# [Items listed in a dataset]
--
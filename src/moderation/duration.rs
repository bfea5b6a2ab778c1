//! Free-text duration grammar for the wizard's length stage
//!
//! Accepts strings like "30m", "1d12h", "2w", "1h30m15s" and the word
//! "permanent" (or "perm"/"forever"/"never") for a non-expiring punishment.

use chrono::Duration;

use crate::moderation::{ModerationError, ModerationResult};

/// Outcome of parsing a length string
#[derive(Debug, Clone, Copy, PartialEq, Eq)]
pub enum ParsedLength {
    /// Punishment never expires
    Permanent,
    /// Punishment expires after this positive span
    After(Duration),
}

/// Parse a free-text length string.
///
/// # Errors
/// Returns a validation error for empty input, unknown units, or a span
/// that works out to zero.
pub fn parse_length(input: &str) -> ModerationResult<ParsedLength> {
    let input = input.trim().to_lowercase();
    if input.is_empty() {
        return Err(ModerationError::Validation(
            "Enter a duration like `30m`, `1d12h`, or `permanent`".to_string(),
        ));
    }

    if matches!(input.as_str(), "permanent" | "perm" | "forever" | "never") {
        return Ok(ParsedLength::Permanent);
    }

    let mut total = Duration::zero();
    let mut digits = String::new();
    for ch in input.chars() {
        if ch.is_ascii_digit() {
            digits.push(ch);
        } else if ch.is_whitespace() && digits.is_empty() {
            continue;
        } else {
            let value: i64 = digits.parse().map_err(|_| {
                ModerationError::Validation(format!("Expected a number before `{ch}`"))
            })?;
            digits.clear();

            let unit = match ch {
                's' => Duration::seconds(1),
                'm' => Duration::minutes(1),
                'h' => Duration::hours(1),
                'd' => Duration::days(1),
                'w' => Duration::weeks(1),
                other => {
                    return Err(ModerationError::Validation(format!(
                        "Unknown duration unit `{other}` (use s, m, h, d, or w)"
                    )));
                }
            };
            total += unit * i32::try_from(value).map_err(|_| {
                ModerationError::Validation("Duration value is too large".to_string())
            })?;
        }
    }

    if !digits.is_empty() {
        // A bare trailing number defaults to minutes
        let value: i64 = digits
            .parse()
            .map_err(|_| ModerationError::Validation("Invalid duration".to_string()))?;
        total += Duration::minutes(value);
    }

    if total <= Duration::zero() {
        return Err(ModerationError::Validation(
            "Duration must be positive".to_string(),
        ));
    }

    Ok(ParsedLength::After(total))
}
--
Set down each entry again, exactly as written.

# [Exercise answer]
filename src/moderation/duration.rs
repository bfea5b6a2ab778c1
//! Free-text duration grammar for the wizard's length stage
//!
//! Accepts strings like "30m", "1d12h", "2w", "1h30m15s" and the word
//! "permanent" (or "perm"/"forever"/"never") for a non-expiring punishment.

use chrono::Duration;

use crate::moderation::{ModerationError, ModerationResult};

/// Outcome of parsing a length string
#[derive(Debug, Clone, Copy, PartialEq, Eq)]
pub enum ParsedLength {
    /// Punishment never expires
    Permanent,
    /// Punishment expires after this positive span
    After(Duration),
}

/// Parse a free-text length string.
///
/// # Errors
/// Returns a validation error for empty input, unknown units, or a span
/// that works out to zero.
pub fn parse_length(input: &str) -> ModerationResult<ParsedLength> {
    let input = input.trim().to_lowercase();
    if input.is_empty() {
        return Err(ModerationError::Validation(
            "Enter a duration like `30m`, `1d12h`, or `permanent`".to_string(),
        ));
    }

    if matches!(input.as_str(), "permanent" | "perm" | "forever" | "never") {
        return Ok(ParsedLength::Permanent);
    }

    let mut total = Duration::zero();
    let mut digits = String::new();
    for ch in input.chars() {
        if ch.is_ascii_digit() {
            digits.push(ch);
        } else if ch.is_whitespace() && digits.is_empty() {
            continue;
        } else {
            let value: i64 = digits.parse().map_err(|_| {
                ModerationError::Validation(format!("Expected a number before `{ch}`"))
            })?;
            digits.clear();

            let unit = match ch {
                's' => Duration::seconds(1),
                'm' => Duration::minutes(1),
                'h' => Duration::hours(1),
                'd' => Duration::days(1),
                'w' => Duration::weeks(1),
                other => {
                    return Err(ModerationError::Validation(format!(
                        "Unknown duration unit `{other}` (use s, m, h, d, or w)"
                    )));
                }
            };
            total += unit * i32::try_from(value).map_err(|_| {
                ModerationError::Validation("Duration value is too large".to_string())
            })?;
        }
    }

    if !digits.is_empty() {
        // A bare trailing number defaults to minutes
        let value: i64 = digits
            .parse()
            .map_err(|_| ModerationError::Validation("Invalid duration".to_string()))?;
        total += Duration::minutes(value);
    }

    if total <= Duration::zero() {
        return Err(ModerationError::Validation(
            "Duration must be positive".to_string(),
        ));
    }

    Ok(ParsedLength::After(total))
}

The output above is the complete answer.